• Problem requirements
Each line of the listing that contains the word "views" is to be copied.

• Source records

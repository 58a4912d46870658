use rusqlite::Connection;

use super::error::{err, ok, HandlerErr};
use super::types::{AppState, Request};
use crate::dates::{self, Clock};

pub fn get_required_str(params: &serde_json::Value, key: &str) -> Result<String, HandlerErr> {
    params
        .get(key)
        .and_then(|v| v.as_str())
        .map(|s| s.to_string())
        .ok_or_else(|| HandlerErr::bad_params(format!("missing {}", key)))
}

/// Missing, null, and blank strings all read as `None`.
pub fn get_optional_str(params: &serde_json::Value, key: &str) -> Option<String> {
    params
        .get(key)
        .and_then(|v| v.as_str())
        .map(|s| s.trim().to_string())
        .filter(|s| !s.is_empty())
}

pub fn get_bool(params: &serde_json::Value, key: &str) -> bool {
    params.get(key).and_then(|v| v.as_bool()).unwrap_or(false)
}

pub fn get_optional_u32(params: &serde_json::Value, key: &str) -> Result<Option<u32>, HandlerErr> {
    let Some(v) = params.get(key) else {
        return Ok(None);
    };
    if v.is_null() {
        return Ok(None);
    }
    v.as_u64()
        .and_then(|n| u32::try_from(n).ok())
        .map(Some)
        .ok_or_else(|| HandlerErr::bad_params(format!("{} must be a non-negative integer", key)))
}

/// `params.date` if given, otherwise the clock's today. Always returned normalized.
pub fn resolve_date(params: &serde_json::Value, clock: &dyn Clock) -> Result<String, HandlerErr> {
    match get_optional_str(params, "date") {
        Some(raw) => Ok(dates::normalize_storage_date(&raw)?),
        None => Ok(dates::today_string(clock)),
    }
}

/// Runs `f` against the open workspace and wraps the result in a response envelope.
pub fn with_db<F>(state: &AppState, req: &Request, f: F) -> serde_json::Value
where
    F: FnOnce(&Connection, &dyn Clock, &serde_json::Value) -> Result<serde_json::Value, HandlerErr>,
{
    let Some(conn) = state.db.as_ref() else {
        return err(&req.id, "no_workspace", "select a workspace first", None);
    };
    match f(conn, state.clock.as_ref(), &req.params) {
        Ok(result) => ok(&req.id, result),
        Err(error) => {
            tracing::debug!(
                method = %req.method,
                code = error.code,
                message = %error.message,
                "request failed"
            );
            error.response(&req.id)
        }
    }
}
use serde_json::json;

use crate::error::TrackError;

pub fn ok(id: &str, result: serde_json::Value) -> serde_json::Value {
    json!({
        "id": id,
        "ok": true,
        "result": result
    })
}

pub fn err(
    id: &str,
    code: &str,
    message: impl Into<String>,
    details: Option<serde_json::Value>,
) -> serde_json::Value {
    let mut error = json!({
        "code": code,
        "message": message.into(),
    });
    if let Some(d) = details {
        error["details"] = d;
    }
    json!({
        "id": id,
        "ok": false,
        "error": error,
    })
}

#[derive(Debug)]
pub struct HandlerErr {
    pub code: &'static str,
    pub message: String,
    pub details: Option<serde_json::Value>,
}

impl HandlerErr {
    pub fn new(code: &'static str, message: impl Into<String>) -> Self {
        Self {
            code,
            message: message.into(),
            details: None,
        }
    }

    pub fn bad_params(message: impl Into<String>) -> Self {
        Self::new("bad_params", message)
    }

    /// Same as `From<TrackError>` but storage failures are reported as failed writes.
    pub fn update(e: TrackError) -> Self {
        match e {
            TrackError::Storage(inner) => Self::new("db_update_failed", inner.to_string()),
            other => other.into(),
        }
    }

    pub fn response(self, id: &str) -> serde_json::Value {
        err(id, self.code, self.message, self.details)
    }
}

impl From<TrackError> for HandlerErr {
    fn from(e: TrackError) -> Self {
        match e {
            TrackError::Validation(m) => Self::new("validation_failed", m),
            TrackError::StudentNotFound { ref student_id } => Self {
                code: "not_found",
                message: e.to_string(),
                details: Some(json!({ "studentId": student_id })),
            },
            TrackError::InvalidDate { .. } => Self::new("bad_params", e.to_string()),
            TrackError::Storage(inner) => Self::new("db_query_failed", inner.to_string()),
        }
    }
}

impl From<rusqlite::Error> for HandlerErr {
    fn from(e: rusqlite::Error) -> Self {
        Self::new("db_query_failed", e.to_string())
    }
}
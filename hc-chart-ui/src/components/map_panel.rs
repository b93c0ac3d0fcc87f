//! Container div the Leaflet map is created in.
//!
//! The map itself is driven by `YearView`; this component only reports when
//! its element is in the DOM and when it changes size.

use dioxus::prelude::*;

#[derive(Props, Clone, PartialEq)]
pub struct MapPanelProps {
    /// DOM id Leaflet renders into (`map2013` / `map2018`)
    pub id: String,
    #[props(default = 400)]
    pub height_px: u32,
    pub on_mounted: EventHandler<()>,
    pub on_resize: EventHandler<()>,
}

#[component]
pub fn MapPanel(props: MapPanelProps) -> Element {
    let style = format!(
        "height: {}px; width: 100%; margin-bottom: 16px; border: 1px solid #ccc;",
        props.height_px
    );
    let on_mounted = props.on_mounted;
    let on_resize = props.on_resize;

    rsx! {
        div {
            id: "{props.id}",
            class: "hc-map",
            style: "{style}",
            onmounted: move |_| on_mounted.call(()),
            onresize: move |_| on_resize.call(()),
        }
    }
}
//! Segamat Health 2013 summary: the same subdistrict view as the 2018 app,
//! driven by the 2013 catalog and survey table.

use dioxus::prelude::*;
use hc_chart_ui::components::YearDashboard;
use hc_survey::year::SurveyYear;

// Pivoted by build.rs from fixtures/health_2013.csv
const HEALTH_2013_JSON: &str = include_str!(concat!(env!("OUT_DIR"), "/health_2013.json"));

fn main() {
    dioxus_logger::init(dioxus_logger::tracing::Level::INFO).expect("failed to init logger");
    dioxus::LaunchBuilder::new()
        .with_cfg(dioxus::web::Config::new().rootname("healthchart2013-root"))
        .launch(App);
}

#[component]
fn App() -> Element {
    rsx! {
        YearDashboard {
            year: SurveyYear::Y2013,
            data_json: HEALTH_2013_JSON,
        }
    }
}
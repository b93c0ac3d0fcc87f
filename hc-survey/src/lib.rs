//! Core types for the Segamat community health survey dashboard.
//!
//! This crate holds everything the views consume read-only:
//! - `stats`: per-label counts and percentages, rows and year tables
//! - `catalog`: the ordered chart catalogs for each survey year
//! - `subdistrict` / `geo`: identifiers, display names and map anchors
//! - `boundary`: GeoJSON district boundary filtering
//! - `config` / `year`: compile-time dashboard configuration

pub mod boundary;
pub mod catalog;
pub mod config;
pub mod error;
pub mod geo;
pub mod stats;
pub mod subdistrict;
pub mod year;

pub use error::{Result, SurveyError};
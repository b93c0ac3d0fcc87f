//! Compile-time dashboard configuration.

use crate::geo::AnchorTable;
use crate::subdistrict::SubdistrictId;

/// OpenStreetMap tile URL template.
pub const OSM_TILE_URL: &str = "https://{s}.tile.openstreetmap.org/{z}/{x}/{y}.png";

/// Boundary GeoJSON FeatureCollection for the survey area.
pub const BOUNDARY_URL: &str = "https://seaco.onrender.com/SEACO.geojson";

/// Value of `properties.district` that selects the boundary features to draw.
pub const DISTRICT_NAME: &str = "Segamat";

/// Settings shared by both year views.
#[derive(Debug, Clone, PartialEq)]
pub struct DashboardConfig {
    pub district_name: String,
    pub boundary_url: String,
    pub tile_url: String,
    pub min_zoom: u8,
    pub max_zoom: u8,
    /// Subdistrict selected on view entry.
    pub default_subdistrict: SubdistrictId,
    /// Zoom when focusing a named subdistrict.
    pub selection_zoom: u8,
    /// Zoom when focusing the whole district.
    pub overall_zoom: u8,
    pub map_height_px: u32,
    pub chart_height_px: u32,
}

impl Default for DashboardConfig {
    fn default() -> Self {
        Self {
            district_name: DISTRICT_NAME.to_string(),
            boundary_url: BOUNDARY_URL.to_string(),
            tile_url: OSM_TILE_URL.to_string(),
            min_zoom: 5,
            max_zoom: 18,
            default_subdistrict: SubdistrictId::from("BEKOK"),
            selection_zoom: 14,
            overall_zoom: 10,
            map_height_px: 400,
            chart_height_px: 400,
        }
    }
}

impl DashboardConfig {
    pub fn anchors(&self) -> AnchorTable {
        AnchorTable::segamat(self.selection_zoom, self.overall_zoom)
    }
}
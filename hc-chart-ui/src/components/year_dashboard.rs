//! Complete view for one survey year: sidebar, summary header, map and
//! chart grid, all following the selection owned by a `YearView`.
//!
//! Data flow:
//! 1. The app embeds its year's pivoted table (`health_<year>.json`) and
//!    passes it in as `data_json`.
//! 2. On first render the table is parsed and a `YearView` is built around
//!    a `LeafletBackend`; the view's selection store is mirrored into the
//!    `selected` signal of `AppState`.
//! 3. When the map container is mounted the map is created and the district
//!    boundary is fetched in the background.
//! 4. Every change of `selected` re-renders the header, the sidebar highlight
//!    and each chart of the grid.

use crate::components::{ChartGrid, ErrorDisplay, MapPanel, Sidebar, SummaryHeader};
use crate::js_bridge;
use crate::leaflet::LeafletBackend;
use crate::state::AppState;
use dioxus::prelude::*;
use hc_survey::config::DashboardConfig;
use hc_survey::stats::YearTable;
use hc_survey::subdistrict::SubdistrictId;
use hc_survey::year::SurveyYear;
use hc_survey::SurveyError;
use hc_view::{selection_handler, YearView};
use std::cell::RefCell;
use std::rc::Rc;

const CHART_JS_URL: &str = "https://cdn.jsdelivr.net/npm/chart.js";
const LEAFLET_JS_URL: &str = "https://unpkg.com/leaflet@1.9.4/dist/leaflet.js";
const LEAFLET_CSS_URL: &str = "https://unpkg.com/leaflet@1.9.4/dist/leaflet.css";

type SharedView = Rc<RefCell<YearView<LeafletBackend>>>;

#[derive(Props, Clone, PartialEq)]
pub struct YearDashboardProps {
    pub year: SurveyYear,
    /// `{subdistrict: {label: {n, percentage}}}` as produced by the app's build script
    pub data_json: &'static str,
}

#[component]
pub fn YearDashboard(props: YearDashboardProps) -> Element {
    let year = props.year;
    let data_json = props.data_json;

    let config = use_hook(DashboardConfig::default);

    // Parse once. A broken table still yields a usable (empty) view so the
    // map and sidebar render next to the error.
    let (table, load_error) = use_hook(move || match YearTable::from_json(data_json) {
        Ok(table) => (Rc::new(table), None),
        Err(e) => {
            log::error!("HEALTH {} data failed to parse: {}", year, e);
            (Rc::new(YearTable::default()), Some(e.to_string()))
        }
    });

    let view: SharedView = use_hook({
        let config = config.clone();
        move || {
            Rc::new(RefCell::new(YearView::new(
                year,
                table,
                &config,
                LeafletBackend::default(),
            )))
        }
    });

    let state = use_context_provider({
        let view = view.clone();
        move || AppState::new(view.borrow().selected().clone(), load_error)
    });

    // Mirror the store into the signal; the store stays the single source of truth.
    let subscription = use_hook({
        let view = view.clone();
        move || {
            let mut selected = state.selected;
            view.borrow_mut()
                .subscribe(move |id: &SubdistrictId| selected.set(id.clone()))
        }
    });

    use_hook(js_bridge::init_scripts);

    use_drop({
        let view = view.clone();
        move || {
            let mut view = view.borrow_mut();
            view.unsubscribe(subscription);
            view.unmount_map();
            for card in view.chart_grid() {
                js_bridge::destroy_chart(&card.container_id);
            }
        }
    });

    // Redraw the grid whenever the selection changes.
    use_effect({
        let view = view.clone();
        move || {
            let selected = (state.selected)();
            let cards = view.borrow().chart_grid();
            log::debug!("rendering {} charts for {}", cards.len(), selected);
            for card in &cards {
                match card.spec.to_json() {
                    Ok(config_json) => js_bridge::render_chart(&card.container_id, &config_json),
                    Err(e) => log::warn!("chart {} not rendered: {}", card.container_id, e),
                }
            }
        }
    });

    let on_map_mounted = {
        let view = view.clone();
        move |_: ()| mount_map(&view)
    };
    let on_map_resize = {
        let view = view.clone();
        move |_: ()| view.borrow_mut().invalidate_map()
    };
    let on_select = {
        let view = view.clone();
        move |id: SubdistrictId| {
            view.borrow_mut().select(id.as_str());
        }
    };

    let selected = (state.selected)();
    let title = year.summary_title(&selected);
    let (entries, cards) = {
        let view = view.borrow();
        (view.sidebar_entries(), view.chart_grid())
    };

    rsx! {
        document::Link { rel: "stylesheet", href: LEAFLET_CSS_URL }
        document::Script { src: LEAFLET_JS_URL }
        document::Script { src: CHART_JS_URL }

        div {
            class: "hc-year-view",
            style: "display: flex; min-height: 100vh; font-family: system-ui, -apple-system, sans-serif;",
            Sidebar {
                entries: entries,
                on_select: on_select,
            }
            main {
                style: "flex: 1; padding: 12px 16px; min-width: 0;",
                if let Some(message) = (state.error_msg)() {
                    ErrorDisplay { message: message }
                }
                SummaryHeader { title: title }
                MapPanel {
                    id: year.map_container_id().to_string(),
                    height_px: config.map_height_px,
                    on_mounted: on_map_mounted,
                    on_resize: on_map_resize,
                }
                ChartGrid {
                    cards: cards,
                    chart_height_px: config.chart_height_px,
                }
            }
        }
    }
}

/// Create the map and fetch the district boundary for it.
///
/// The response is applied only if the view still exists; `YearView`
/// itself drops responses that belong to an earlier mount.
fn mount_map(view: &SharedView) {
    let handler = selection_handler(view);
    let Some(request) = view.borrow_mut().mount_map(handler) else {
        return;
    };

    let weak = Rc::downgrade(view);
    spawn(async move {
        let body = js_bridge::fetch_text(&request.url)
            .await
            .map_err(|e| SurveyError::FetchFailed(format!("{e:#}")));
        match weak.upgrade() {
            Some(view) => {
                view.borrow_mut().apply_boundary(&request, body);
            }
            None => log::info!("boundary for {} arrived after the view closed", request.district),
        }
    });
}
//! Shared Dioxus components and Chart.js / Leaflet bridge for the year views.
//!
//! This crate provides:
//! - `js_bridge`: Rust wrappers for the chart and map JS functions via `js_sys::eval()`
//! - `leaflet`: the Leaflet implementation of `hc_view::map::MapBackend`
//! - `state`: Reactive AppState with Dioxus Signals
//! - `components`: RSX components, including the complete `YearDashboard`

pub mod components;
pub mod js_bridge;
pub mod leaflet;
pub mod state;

• Finished exercise
//! This crate holds everything the views consume read-only:
/// Settings shared by both year views.
//! Shared Dioxus components and Chart.js / Leaflet bridge for the year views.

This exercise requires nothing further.